> [AIM OF THE TASK]
From the entries below, return only the lines starting at the one that contains "pub const CIRCLE: u8 = 4;" and ending at the one that contains "pub const SPRITE_FLIP: u8 = 23;", exactly as they stand.

> [INPUT FOR THIS TASK]
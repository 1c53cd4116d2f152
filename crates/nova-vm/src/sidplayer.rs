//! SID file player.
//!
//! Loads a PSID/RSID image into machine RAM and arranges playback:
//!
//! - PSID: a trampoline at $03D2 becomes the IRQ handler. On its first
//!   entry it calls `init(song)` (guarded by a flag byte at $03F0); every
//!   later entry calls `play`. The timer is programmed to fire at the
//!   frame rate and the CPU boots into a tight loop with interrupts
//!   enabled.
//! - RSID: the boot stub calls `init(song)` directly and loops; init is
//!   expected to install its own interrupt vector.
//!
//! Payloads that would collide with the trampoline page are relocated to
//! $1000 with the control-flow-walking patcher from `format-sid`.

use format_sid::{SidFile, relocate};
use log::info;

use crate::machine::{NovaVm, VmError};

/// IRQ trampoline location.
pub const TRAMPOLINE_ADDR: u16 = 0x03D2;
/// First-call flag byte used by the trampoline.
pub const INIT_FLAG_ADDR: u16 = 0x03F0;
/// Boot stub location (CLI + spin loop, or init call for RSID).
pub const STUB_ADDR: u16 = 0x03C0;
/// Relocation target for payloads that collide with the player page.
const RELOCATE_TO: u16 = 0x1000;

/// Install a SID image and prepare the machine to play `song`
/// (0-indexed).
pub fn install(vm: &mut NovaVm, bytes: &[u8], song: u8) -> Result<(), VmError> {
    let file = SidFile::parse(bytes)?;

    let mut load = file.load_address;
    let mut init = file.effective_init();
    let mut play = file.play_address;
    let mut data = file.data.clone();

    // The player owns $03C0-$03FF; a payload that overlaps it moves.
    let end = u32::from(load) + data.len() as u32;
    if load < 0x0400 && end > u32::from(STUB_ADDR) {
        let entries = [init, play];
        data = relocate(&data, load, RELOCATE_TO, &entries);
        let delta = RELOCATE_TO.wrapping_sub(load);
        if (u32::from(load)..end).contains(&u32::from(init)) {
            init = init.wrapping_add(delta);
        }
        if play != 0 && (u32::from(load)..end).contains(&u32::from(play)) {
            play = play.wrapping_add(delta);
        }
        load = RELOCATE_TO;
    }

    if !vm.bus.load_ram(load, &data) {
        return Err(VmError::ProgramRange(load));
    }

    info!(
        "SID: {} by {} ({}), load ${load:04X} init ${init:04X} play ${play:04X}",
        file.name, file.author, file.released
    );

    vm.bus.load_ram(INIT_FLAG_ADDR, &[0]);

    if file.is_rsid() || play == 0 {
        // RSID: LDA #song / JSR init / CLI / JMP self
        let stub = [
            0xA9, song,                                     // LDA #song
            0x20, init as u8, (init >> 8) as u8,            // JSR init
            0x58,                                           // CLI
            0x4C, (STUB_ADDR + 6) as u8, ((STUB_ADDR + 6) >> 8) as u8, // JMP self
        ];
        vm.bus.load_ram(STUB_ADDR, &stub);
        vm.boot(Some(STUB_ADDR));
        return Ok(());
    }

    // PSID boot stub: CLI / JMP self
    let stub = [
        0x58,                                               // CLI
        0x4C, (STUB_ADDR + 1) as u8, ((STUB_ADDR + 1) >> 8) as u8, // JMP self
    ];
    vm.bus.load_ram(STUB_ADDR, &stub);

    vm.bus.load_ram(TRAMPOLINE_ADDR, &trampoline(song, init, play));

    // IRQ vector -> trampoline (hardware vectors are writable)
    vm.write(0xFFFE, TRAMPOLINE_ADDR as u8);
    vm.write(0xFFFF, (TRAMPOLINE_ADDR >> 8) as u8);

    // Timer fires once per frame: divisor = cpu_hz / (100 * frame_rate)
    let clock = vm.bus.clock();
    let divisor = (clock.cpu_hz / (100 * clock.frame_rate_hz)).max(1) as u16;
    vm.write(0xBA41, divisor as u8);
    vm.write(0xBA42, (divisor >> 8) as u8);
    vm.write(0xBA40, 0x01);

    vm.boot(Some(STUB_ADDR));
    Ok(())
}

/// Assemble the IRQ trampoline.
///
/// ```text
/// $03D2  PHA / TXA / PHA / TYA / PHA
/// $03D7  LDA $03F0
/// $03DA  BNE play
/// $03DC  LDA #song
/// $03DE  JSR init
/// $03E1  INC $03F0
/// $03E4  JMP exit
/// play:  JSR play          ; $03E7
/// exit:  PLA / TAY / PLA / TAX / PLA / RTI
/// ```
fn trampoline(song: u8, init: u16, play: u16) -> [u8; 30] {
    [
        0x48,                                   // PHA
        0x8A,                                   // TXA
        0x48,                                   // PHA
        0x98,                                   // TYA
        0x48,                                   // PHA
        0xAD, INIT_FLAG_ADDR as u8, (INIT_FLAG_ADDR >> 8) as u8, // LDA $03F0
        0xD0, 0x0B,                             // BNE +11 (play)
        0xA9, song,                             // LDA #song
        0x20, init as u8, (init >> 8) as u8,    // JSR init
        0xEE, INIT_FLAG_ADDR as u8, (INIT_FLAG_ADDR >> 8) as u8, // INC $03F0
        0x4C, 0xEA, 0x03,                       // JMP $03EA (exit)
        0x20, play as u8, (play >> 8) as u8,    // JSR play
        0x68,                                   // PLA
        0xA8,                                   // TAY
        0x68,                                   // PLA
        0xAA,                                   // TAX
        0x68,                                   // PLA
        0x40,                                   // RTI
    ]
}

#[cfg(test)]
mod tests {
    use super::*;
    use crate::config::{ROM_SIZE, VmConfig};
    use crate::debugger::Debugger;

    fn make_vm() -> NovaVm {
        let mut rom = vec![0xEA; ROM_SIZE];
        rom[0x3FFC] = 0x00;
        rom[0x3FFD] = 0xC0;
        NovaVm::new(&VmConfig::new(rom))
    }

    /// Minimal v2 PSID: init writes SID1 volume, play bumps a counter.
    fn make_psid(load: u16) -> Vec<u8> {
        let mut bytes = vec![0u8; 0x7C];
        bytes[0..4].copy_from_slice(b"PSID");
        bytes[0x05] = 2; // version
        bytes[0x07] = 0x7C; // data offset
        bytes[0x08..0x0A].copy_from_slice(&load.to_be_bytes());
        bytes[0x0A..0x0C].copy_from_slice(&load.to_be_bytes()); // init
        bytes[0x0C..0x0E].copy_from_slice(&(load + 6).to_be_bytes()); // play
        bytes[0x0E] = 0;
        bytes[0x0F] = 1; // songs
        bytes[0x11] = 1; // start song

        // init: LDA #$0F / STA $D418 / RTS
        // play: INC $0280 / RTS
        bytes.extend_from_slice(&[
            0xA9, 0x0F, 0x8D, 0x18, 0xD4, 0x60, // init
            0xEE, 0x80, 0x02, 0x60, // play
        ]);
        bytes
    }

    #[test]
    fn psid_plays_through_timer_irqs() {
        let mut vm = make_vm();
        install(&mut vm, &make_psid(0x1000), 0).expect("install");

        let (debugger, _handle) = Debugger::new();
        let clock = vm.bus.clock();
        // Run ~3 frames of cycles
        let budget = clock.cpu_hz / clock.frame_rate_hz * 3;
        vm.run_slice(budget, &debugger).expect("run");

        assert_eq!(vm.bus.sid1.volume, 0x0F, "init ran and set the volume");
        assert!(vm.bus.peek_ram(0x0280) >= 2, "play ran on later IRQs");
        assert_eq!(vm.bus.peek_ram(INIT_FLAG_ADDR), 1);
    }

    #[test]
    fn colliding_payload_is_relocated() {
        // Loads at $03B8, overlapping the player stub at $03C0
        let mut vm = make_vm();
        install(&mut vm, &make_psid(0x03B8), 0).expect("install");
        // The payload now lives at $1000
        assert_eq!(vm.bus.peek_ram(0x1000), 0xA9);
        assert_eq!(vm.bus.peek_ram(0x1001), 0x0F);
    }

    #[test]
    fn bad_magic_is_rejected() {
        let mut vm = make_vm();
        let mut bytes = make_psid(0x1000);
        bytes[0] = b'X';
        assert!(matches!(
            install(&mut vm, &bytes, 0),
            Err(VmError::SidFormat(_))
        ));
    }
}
...
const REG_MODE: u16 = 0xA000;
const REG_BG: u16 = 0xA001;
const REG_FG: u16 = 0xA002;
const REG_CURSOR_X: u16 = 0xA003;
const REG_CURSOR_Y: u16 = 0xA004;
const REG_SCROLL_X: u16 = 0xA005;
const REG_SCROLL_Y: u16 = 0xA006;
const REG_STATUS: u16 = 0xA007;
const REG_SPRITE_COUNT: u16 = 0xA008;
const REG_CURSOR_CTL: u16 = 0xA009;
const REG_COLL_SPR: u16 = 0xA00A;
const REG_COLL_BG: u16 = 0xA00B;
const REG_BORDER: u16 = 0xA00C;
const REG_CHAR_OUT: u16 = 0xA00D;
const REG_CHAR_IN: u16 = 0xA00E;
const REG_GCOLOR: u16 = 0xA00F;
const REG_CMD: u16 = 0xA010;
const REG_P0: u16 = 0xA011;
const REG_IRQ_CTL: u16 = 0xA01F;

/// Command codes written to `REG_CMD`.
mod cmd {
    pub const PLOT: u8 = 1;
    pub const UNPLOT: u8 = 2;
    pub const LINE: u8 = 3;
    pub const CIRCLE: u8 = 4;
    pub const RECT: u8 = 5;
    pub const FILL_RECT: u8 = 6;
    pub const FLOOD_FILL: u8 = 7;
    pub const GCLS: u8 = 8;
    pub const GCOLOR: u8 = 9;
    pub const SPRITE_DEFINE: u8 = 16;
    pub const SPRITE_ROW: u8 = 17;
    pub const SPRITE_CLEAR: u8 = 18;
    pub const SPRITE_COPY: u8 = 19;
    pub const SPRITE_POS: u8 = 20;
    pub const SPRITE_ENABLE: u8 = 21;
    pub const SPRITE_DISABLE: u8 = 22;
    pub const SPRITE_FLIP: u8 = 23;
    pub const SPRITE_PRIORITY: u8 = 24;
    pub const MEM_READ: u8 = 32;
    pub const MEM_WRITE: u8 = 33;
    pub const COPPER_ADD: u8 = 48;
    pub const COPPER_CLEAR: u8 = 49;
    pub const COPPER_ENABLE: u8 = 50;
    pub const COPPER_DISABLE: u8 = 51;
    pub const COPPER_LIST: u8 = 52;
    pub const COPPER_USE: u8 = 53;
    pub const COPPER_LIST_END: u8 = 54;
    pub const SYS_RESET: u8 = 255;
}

> [RESULT OF THIS TASK]
    pub const CIRCLE: u8 = 4;
    pub const RECT: u8 = 5;
    pub const FILL_RECT: u8 = 6;
    pub const FLOOD_FILL: u8 = 7;
    pub const GCLS: u8 = 8;
    pub const GCOLOR: u8 = 9;
    pub const SPRITE_DEFINE: u8 = 16;
    pub const SPRITE_ROW: u8 = 17;
    pub const SPRITE_CLEAR: u8 = 18;
    pub const SPRITE_COPY: u8 = 19;
    pub const SPRITE_POS: u8 = 20;
    pub const SPRITE_ENABLE: u8 = 21;
    pub const SPRITE_DISABLE: u8 = 22;
    pub const SPRITE_FLIP: u8 = 23;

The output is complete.